__TASK__. Find each line below that includes "QueueState", then copy it.

Stored data entries:
########################################

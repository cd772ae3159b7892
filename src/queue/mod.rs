//! Per-connection operation queue.
//!
//! Every engine call is wrapped in an [`Operation`] and submitted here. The queue decides
//! when each one may start based on the connection's [`SchedulingPolicy`], the operation's
//! dispatch class and the lane (statement or backup session) it belongs to.
//!
//! Dispatch is captured when an operation is submitted:
//! - `Serial` (sequential policy) starts only when nothing else is in flight.
//! - `Parallel` (concurrent policy) starts unless a serial or exclusive operation is running
//!   or another operation of the same lane is in flight.
//! - `Exclusive` (exec, wait, close) behaves as `Serial` under both policies.
//!
//! Pending entries are scanned in submission order. A blocked serial or exclusive entry stops
//! the scan; a parallel entry waiting on its lane is skipped so other lanes can proceed.

mod operation;
mod pending;

use std::collections::{HashSet, VecDeque};
use std::panic::AssertUnwindSafe;
use std::sync::atomic::{AtomicU64, Ordering};
use std::sync::{Arc, Mutex, MutexGuard};

use futures_util::FutureExt;
use tokio::runtime::Handle;
use tracing::{debug, warn};

use crate::error::SqlSchedulerError;
use crate::types::SchedulingPolicy;

pub use operation::OperationKind;
pub use pending::Pending;
pub(crate) use operation::{Operation, Task};

/// Ordering domain for the operations of one statement or backup session.
#[derive(Debug, Clone, Copy, PartialEq, Eq, Hash)]
pub(crate) struct LaneId(u64);

#[derive(Debug, Clone, Copy, PartialEq, Eq)]
enum Dispatch {
    Serial,
    Parallel,
    Exclusive,
}

struct Entry {
    op: Box<dyn Operation>,
    dispatch: Dispatch,
    lane: Option<LaneId>,
}

struct QueueState {
    policy: SchedulingPolicy,
    in_flight: usize,
    barrier_running: bool,
    busy_lanes: HashSet<LaneId>,
    pending: VecDeque<Entry>,
    /// Set once the engine handle is gone; later submissions are rejected with it.
    shut: Option<SqlSchedulerError>,
}

impl QueueState {
    fn can_start(&self, entry: &Entry) -> bool {
        match entry.dispatch {
            Dispatch::Serial | Dispatch::Exclusive => self.in_flight == 0,
            Dispatch::Parallel => {
                !self.barrier_running
                    && entry.lane.is_none_or(|lane| !self.busy_lanes.contains(&lane))
            }
        }
    }

    fn mark_started(&mut self, entry: &Entry) {
        self.in_flight += 1;
        if entry.dispatch != Dispatch::Parallel {
            self.barrier_running = true;
        }
        if let Some(lane) = entry.lane {
            self.busy_lanes.insert(lane);
        }
    }

    fn take_ready(&mut self) -> Vec<Entry> {
        let mut ready = Vec::new();
        let mut idx = 0;
        while idx < self.pending.len() {
            if self.can_start(&self.pending[idx]) {
                if let Some(entry) = self.pending.remove(idx) {
                    self.mark_started(&entry);
                    ready.push(entry);
                }
                continue;
            }
            if self.pending[idx].dispatch != Dispatch::Parallel || self.barrier_running {
                break;
            }
            idx += 1;
        }
        ready
    }
}

pub(crate) struct OperationQueue {
    state: Mutex<QueueState>,
    next_lane: AtomicU64,
    runtime: Handle,
}

impl OperationQueue {
    pub(crate) fn new(policy: SchedulingPolicy, runtime: Handle) -> Arc<Self> {
        Arc::new(Self {
            state: Mutex::new(QueueState {
                policy,
                in_flight: 0,
                barrier_running: false,
                busy_lanes: HashSet::new(),
                pending: VecDeque::new(),
                shut: None,
            }),
            next_lane: AtomicU64::new(1),
            runtime,
        })
    }

    fn lock(&self) -> MutexGuard<'_, QueueState> {
        // Critical sections never call user code, so a poisoned lock still holds valid counts.
        self.state
            .lock()
            .unwrap_or_else(std::sync::PoisonError::into_inner)
    }

    pub(crate) fn allocate_lane(&self) -> LaneId {
        LaneId(self.next_lane.fetch_add(1, Ordering::Relaxed))
    }

    pub(crate) fn policy(&self) -> SchedulingPolicy {
        self.lock().policy
    }

    /// Affects operations submitted from now on; queued ones keep their dispatch.
    pub(crate) fn set_policy(&self, policy: SchedulingPolicy) {
        let mut state = self.lock();
        if state.policy != policy {
            debug!(?policy, "scheduling policy changed");
            state.policy = policy;
        }
    }

    pub(crate) fn submit(
        self: &Arc<Self>,
        op: Box<dyn Operation>,
        lane: Option<LaneId>,
        exclusive: bool,
    ) {
        let ready = {
            let mut state = self.lock();
            if let Some(err) = state.shut.clone() {
                drop(state);
                op.reject(err);
                return;
            }
            let dispatch = if exclusive {
                Dispatch::Exclusive
            } else {
                match state.policy {
                    SchedulingPolicy::Sequential => Dispatch::Serial,
                    SchedulingPolicy::Concurrent => Dispatch::Parallel,
                }
            };
            state.pending.push_back(Entry { op, dispatch, lane });
            state.take_ready()
        };
        self.launch_all(ready);
    }

    pub(crate) fn in_flight(&self) -> usize {
        self.lock().in_flight
    }

    pub(crate) fn queued(&self) -> usize {
        self.lock().pending.len()
    }

    /// Reject everything still queued and refuse later submissions.
    pub(crate) fn fail_pending(&self, err: SqlSchedulerError) {
        let drained: Vec<Entry> = {
            let mut state = self.lock();
            if state.shut.is_none() {
                state.shut = Some(err.clone());
            }
            state.pending.drain(..).collect()
        };
        if !drained.is_empty() {
            debug!(count = drained.len(), "failing queued operations");
        }
        for entry in drained {
            entry.op.reject(err.clone());
        }
    }

    fn launch_all(self: &Arc<Self>, ready: Vec<Entry>) {
        for entry in ready {
            self.launch(entry);
        }
    }

    fn launch(self: &Arc<Self>, entry: Entry) {
        let queue = Arc::clone(self);
        let Entry { op, dispatch, lane } = entry;
        let kind = op.kind();
        self.runtime.spawn(async move {
            let fatal = match AssertUnwindSafe(op.start()).catch_unwind().await {
                Ok(completion) => completion.fatal,
                Err(_) => {
                    warn!(%kind, "operation panicked; its caller sees a dropped result");
                    false
                }
            };
            queue.complete(dispatch, lane, fatal);
        });
    }

    fn complete(self: &Arc<Self>, dispatch: Dispatch, lane: Option<LaneId>, fatal: bool) {
        let (ready, drained, err) = {
            let mut state = self.lock();
            state.in_flight = state.in_flight.saturating_sub(1);
            if dispatch != Dispatch::Parallel {
                state.barrier_running = false;
            }
            if let Some(lane) = lane {
                state.busy_lanes.remove(&lane);
            }
            if fatal {
                let err = state
                    .shut
                    .get_or_insert_with(|| SqlSchedulerError::misuse("Database is closed"))
                    .clone();
                (Vec::new(), state.pending.drain(..).collect::<Vec<_>>(), Some(err))
            } else {
                (state.take_ready(), Vec::new(), None)
            }
        };
        if let Some(err) = err {
            for entry in drained {
                entry.op.reject(err.clone());
            }
        }
        self.launch_all(ready);
    }
}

########################################

__EXPECTED ANSWER__.
struct QueueState {
impl QueueState {
    state: Mutex<QueueState>,
            state: Mutex::new(QueueState {
    fn lock(&self) -> MutexGuard<'_, QueueState> {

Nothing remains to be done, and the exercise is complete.